Incident Response Manager
Direct staff, including direct reports in conducting event detection, incident triage, incident handling, and providing consulting services. Provide thought leadership for client security tool deployment and implementation. Consult and direct Cybersecurity services for intrusion detection systems, firewalls, other boundary protection devices, and any security incident management products deployed in client spaces. Provide staff and client training and management activities for intrusion attempts and compromises. Provide briefings for various levels of management regarding ongoing client security incidents and develop and coordinate shift schedule and deployment of staffing within client organizations. Direct the monitoring and analysis of threat network activities and exploit capabilities using multiple open source intelligence assets. Provide guidance and direction on the development and tuning of Cyber rule sets and alerts to enhance detection and prevention zone technologies in client spaces.
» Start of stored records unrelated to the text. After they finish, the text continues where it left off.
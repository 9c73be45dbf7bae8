//! Perft (performance test) for move generation correctness.

use crate::board::Board;

struct TestPosition {
    name: &'static str,
    fen: &'static str,
    depths: &'static [(u32, u64)],
}

const STARTPOS: &str = "rnbqkbnr/pppppppp/8/8/8/8/PPPPPPPP/RNBQKBNR w KQkq - 0 1";
const KIWIPETE: &str = "r3k2r/p1ppqpb1/bn2pnp1/3PN3/1p2P3/2N2Q1p/PPPBBPPP/R3K2R w KQkq - 0 1";
const POSITION_3: &str = "8/2p5/3p4/KP5r/1R3p1k/8/4P1P1/8 w - - 0 1";
const POSITION_4: &str = "r3k2r/Pppp1ppp/1b3nbN/nP6/BBP1P3/q4N2/Pp1P2PP/R2Q1RK1 w kq - 0 1";
const POSITION_5: &str = "rnbq1k1r/pp1Pbppp/2p5/8/2B5/8/PPP1NnPP/RNBQK2R w KQ - 1 8";
const POSITION_6: &str = "r4rk1/1pp1qppp/p1np1n2/2b1p1B1/2B1P1b1/P1NP1N2/1PP1QPPP/R4RK1 w - - 0 10";

const TEST_POSITIONS: &[TestPosition] = &[
    TestPosition {
        name: "Initial Position",
        fen: STARTPOS,
        depths: &[(1, 20), (2, 400), (3, 8902), (4, 197_281)],
    },
    TestPosition {
        name: "Kiwipete",
        fen: KIWIPETE,
        depths: &[(1, 48), (2, 2039), (3, 97_862)],
    },
    TestPosition {
        name: "Position 3",
        fen: POSITION_3,
        depths: &[(1, 14), (2, 191), (3, 2812), (4, 43_238)],
    },
    TestPosition {
        name: "Position 4",
        fen: POSITION_4,
        depths: &[(1, 6), (2, 264), (3, 9467)],
    },
    TestPosition {
        name: "Position 5",
        fen: POSITION_5,
        depths: &[(1, 44), (2, 1486), (3, 62_379)],
    },
    TestPosition {
        name: "Position 6",
        fen: POSITION_6,
        depths: &[(1, 46), (2, 2079), (3, 89_890)],
    },
    TestPosition {
        name: "En Passant Capture",
        fen: "rnbqkbnr/ppp1p1pp/8/3pPp2/8/8/PPPP1PPP/RNBQKBNR w KQkq f6 0 3",
        depths: &[(1, 31), (2, 707), (3, 21_637)],
    },
    TestPosition {
        name: "Promotion",
        fen: "n1n5/PPPk4/8/8/8/8/4Kppp/5N1N b - - 0 1",
        depths: &[(1, 24), (2, 496), (3, 9483)],
    },
    TestPosition {
        name: "Castling",
        fen: "r3k2r/8/8/8/8/8/8/R3K2R w KQkq - 0 1",
        depths: &[(1, 26), (2, 568), (3, 13_744)],
    },
];

fn check(name: &str, fen: &str, depth: u32, expected: u64) {
    let board = Board::from_fen(fen);
    let nodes = board.perft(depth);
    assert_eq!(
        nodes, expected,
        "Perft failed for position '{name}' at depth {depth}. Expected: {expected}, Got: {nodes}"
    );
}

#[test]
fn test_all_perft_positions() {
    for position in TEST_POSITIONS {
        for &(depth, expected) in position.depths {
            check(position.name, position.fen, depth, expected);
        }
    }
}

#[test]
fn perft_divide_sums_to_perft() {
    let board = Board::from_fen(KIWIPETE);
    let divide = board.perft_divide(2);
    assert_eq!(divide.len(), 48);
    assert_eq!(divide.iter().map(|(_, n)| n).sum::<u64>(), 2039);
    assert_eq!(board.perft(0), 1);
}

// Full-depth reference counts. Run with `cargo test --release -- --ignored`.

#[test]
#[ignore]
fn perft_startpos_depth_6() {
    check("Initial Position", STARTPOS, 6, 119_060_324);
}

#[test]
#[ignore]
fn perft_kiwipete_depth_5() {
    check("Kiwipete", KIWIPETE, 5, 193_690_690);
}

#[test]
#[ignore]
fn perft_position_3_depth_7() {
    check("Position 3", POSITION_3, 7, 178_633_661);
}

#[test]
#[ignore]
fn perft_position_4_depth_6() {
    check("Position 4", POSITION_4, 6, 706_045_033);
}

#[test]
#[ignore]
fn perft_position_5_depth_5() {
    check("Position 5", POSITION_5, 5, 89_941_194);
}

#[test]
#[ignore]
fn perft_position_6_depth_5() {
    check("Position 6", POSITION_6, 5, 164_075_551);
}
- Experience with incident response and handling
- Experience in two or more of the following fields: security products and technologies, security engineering, networking protocols and data center, threat intelligence, and security analysis and investigations
- Experience in working with Cybersecurity tools and software, including Splunk, OSSEC, or McAfee security products
- Experience with project management
- BA or BS degree in Engineering, CS, Information Security, Information Systems, or Business Administration and 5 years of experience in a senior-level incident response analyst, incident response shift manager, or Cybersecurity role or MBA, MA, or MS degree in Engineering, CS, Information Security, Information Systems, or Business Administration and 3 years of experience in an incident response analyst, incident response shift manager, threat intelligence manager, or incident response junior management role
- Experience with multi-tenant operations
- Ability to deep dive issues and maintain focus
- Ability to be active in the training, coaching, and development of a team
- Network+, A+, Security+, CEH, GCIA, GCIH, or CISSP Certifications
- Information Systems Security Management Professional (ISSMP) Certification
We’re an EOE that empowers our people—no matter their race, color, religion, sex, gender identity, sexual orientation, national origin, disability, veteran status, or other protected characteristic—to fearlessly drive change.